Wij willen bijvoorbeeld elke vrijdagnamiddag een batchbestand laten uitvoeren dat met specifieke opties een schijfopruiming start. In dit batchbestand nemen we dan (onder meer) het commando cleanmgr /sagerun:1 op (althans nadat we cleanmgr /sageset:1 vooraf één keer vanop de opdrachtregel hadden uitgevoerd en daar de gewenste opties hadden ingesteld).
©PXimport
12 Taakplanner: uitvoer
Klik het vergrootglaspictogram aan in de Windows taakbalk en zoek naar taak.

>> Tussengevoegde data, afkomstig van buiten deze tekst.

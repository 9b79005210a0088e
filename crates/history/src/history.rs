//! Append-only execution history for one session.

use chrono::Utc;

use crate::step::{CallRecord, ExecutionStep, PlanStep, RunOutcome, SessionId, StepPayload};
use crate::store::StepStore;
use crate::Result;

/// Ordered log of everything the decision loop did for one request.
///
/// Step numbers start at 1 and increase by exactly one per appended step.
/// Steps are never modified once appended. When a [`StepStore`] is attached,
/// every step is mirrored to it before `append` returns.
pub struct ExecutionHistory {
    session_id: SessionId,
    query: String,
    steps: Vec<ExecutionStep>,
    store: Option<StepStore>,
}

impl ExecutionHistory {
    pub fn new(session_id: SessionId, query: impl Into<String>) -> Self {
        Self {
            session_id,
            query: query.into(),
            steps: Vec::new(),
            store: None,
        }
    }

    /// Mirror steps into `store`, registering the run first.
    pub fn with_store(mut self, store: StepStore) -> Result<Self> {
        store.begin_run(self.session_id, &self.query)?;
        self.store = Some(store);
        Ok(self)
    }

    pub fn session_id(&self) -> SessionId {
        self.session_id
    }

    pub fn query(&self) -> &str {
        &self.query
    }

    /// Append a step, assigning the next step number.
    pub fn append(&mut self, payload: StepPayload) -> Result<&ExecutionStep> {
        let step = ExecutionStep {
            step_number: self.steps.len() as u64 + 1,
            timestamp: Utc::now(),
            payload,
        };
        if let Some(store) = &self.store {
            store.append(self.session_id, &step)?;
        }
        self.steps.push(step);
        Ok(&self.steps[self.steps.len() - 1])
    }

    /// Record how the run ended in the attached store, if any.
    pub fn finish(&self, outcome: RunOutcome) -> Result<()> {
        match &self.store {
            Some(store) => store.finish_run(self.session_id, outcome),
            None => Ok(()),
        }
    }

    pub fn steps(&self) -> &[ExecutionStep] {
        &self.steps
    }

    pub fn len(&self) -> usize {
        self.steps.len()
    }

    pub fn is_empty(&self) -> bool {
        self.steps.is_empty()
    }

    pub fn last(&self) -> Option<&ExecutionStep> {
        self.steps.last()
    }

    /// The most recently accepted plan.
    pub fn plan(&self) -> Option<&[PlanStep]> {
        self.steps.iter().rev().find_map(|step| match &step.payload {
            StepPayload::Plan { steps } => Some(steps.as_slice()),
            _ => None,
        })
    }

    /// The most recently executed tool call.
    pub fn last_executed_call(&self) -> Option<&CallRecord> {
        self.steps.iter().rev().find_map(|step| match &step.payload {
            StepPayload::ToolResult { call, .. } => Some(call),
            _ => None,
        })
    }

    /// Text replay of all steps, one per line, for inclusion in prompts.
    pub fn replay(&self) -> String {
        if self.steps.is_empty() {
            return "(no steps yet)".to_string();
        }
        self.steps
            .iter()
            .map(|step| {
                format!(
                    "#{} [{}] {}",
                    step.step_number,
                    step.payload.step_type(),
                    step.payload.render()
                )
            })
            .collect::<Vec<_>>()
            .join("\n")
    }
}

Start Taakplanner op en klik in het rechterpaneel op Taak maken (Basistaak maken kan ook, maar geeft je minder opties). Geef je taak een geschikte naam mee en zet desgewenst een vinkje bij Uitvoeren ongeacht of gebruiker wel of niet is aangemeld. Open het tabblad Triggers, druk op de knop Nieuw en kies (bijvoorbeeld) Gepland bij Start deze taak, waarna je het gewenste tijdstip en frequentie instelt (bijvoorbeeld Elke 1 vrijdag, om 16:00). Bevestig met OK en open het tabblad Acties. Klik hier op Nieuw en verwijs via Bladeren naar je batchbestand. Bevestig met OK (2x) en vul desgevraagd je wachtwoord in. Als het goed is vind je nu de taak terug in het linkerpaneel, bij Task Scheduler-bibliotheek. Daar hoef je alvast niet meer aan te denken!
©PXimport
13 Netwerkverbindingen
Het commando netstat geeft je een overzicht van de actieve verbindingen, inclusief IP-adres en poortnummer van zender en ontvanger. Voer ook eens de opdracht netstat /? uit om een idee te krijgen van de talrijke parameters. Zo geeft netstat -s je een mooi statistisch overzicht per netwerkprotocol (IP, ICMP, TCP en UDP), wat handig kan zijn bij het oplossen van netwerkproblemen. Met netstat -o krijg je ook de PID (process identifier) te zien van de processen. Via Windows Taakbeheer, waar je Beeld / Kolommen selecteren / Proces-id selecteert, kun je dan te weten komen welke toepassingen daarvoor verantwoordelijk zijn.